What is Spyware?
As the name itself suggests, spyware is a malicious software used to spy on someone’s privacy. It can be used to capture data through screenshots or webcam captures. Another common way is through a technique called keylogging. This technique allows the malicious software to record every keystroke made by the user, which means it can steal your passwords, credentials or any other confidential information.
It is often used to record your phone calls as well or steal your phone contacts information. The use of spyware increased rapidly in 2017 by 30%. Modern day criminals are using this piece of malware as a tool in performing different attacks, including assassinations.
Hiding in the Background
Spyware is not easy to detect because it hides in the background. Many people don’t have a clue that someone is watching them or recording their data right at this moment. However, there are some indicators that can tell you if this threat is hidden somewhere on your device. You PC or mobile device could slow down or freeze from time to time, but this doesn’t have to happen necessarily.
Few days ago, US whistle-blower, Edward Snowden stated that Saudi Arabia used Israeli spyware to track and murder Saudi journalist Jamal Khashoggi.
Snowden claimed that Saudi used software that was designed by Israeli cyber intelligence company to track and target Khashoggi, which lead to his murder on 2 October inside the Saudi Consulate in Istanbul.
He believes that there is no way Saudi Arabia could have known Khashoggi’s plans and movements without using the technology developed by NSO Group Technologies. This company is known for developing the “Pegasus” software which can be used to remotely infect a target’s mobile phone and then relay back data accessed by the device.
It has already been revealed that Saudi Arabia used Pegasus software in October to eavesdrop on Khashoggi’s friend, a 27-year-old Saudi dissident Omar Abdulaziz, who was a prominent critic of the Saudi government on social media. The revelation was made by the Canadian research group Citizen Lab. They proved that the software had been used to hack Abdulaziz’ iPhone between June and August this year.
Snowden also reminded everyone that Israel is routinely at the top of the US’ classified threat list of hackers along with Russia and China.
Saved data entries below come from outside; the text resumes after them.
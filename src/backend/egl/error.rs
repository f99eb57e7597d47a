use super::{driver::EglDriver, ffi};

/// EGL errors
#[derive(thiserror::Error, Debug)]
pub enum EglError {
    /// No EGL display could be obtained for the native display
    #[error("No EGL display for the native display")]
    DisplayNotSupported,
    /// `eglInitialize` returned an error
    #[error("eglInitialize failed: {0}")]
    InitFailed(#[source] EglErrorCode),
    /// `eglBindAPI` returned an error
    #[error("eglBindAPI failed: {0}")]
    BindApi(#[source] EglErrorCode),
    /// No config matched the attributes
    #[error("No EGL config matches the requested attributes")]
    NoConfig,
    /// `eglCreateContext` returned an error
    #[error("eglCreateContext failed: {0}")]
    CreateContext(#[source] EglErrorCode),
    /// `eglCreateWindowSurface` returned an error
    #[error("eglCreateWindowSurface failed: {0}")]
    CreateSurface(#[source] EglErrorCode),
    /// `eglMakeCurrent` returned an error
    #[error("eglMakeCurrent failed: {0}")]
    MakeCurrent(#[source] EglErrorCode),
    /// An extension entry point was called without being resolved
    #[error("{0} is not available")]
    MissingEntryPoint(&'static str),
    /// Any other failed call
    #[error("{call} failed: {code}")]
    Call {
        /// Entry point that failed
        call: &'static str,
        /// Reported error
        #[source]
        code: EglErrorCode,
    },
}

/// Error code reported by `eglGetError`
#[derive(thiserror::Error, Debug, Clone, Copy, PartialEq, Eq)]
pub enum EglErrorCode {
    /// `EGL_NOT_INITIALIZED`
    #[error("the display is not initialized")]
    NotInitialized,
    /// `EGL_BAD_ACCESS`
    #[error("a requested resource is in use, e.g. a context current in another thread")]
    BadAccess,
    /// `EGL_BAD_ALLOC`
    #[error("out of resources")]
    BadAlloc,
    /// `EGL_BAD_ATTRIBUTE`
    #[error("unknown attribute or attribute value")]
    BadAttribute,
    /// `EGL_BAD_CONTEXT`
    #[error("invalid context")]
    BadContext,
    /// `EGL_BAD_CONFIG`
    #[error("invalid config")]
    BadConfig,
    /// `EGL_BAD_CURRENT_SURFACE`
    #[error("the current surface is no longer valid")]
    BadCurrentSurface,
    /// `EGL_BAD_DISPLAY`
    #[error("invalid display")]
    BadDisplay,
    /// `EGL_BAD_SURFACE`
    #[error("invalid surface")]
    BadSurface,
    /// `EGL_BAD_MATCH`
    #[error("inconsistent arguments, e.g. a surface not matching the context's config")]
    BadMatch,
    /// `EGL_BAD_PARAMETER`
    #[error("invalid argument")]
    BadParameter,
    /// `EGL_BAD_NATIVE_PIXMAP`
    #[error("invalid native pixmap")]
    BadNativePixmap,
    /// `EGL_BAD_NATIVE_WINDOW`
    #[error("invalid native window")]
    BadNativeWindow,
    /// `EGL_CONTEXT_LOST`, every context has to be recreated
    #[error("the context was lost after a power management event")]
    ContextLost,
    /// Any other code
    #[error("unknown error {0:#x}")]
    Unknown(i32),
}

impl From<i32> for EglErrorCode {
    fn from(value: i32) -> Self {
        match value {
            ffi::EGL_NOT_INITIALIZED => EglErrorCode::NotInitialized,
            ffi::EGL_BAD_ACCESS => EglErrorCode::BadAccess,
            ffi::EGL_BAD_ALLOC => EglErrorCode::BadAlloc,
            ffi::EGL_BAD_ATTRIBUTE => EglErrorCode::BadAttribute,
            ffi::EGL_BAD_CONTEXT => EglErrorCode::BadContext,
            ffi::EGL_BAD_CONFIG => EglErrorCode::BadConfig,
            ffi::EGL_BAD_CURRENT_SURFACE => EglErrorCode::BadCurrentSurface,
            ffi::EGL_BAD_DISPLAY => EglErrorCode::BadDisplay,
            ffi::EGL_BAD_SURFACE => EglErrorCode::BadSurface,
            ffi::EGL_BAD_MATCH => EglErrorCode::BadMatch,
            ffi::EGL_BAD_PARAMETER => EglErrorCode::BadParameter,
            ffi::EGL_BAD_NATIVE_PIXMAP => EglErrorCode::BadNativePixmap,
            ffi::EGL_BAD_NATIVE_WINDOW => EglErrorCode::BadNativeWindow,
            ffi::EGL_CONTEXT_LOST => EglErrorCode::ContextLost,
            x => EglErrorCode::Unknown(x),
        }
    }
}

impl EglErrorCode {
    fn from_last_call<D: EglDriver + ?Sized>(driver: &D) -> Result<(), EglErrorCode> {
        match driver.get_error() {
            ffi::EGL_SUCCESS => Ok(()),
            x => Err(EglErrorCode::from(x)),
        }
    }
}

/// Run `call`, then report the error EGL recorded for it, if any
pub(crate) fn wrap_egl_call<D: EglDriver + ?Sized, R, F: FnOnce() -> R>(driver: &D, call: F) -> Result<R, EglErrorCode> {
    let res = call();
    EglErrorCode::from_last_call(driver).map(|()| res)
}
Increased Usage of Spyware
In his speech, Snowden emphasized that Mexico used NSO Group’s most notorious software to target journalists. It is believed that the Mexican government started using the Pegasus software in 2011, which coincided with a dramatic increase in the assassinations of Mexican journalists.
In 2017, Mexico was rated as the second-deadliest country for journalists in the world just behind war-torn Syria due to the high number of murders.
The NSO Group responded directly to Snowden’s claims with assertions that it only sells Pegasus software to clients on the condition that it be exclusively used to investigate or prevent crime and terrorism.
A Killing Device or a Protection Tool?
Even though, NSO Group claims their software is used in preventive purposes, the evidence does not support this claim.
There are many organizations who do not use spyware because they believe these tools and practices cross a legal line. However, not everyone shares this viewpoint. Lobbyists are trying actively to prevent anti-spyware regulation.
Therefore, one question keeps rising. Do governments use this sophisticated software to target dissidents and members of the press rather than criminals or terrorists?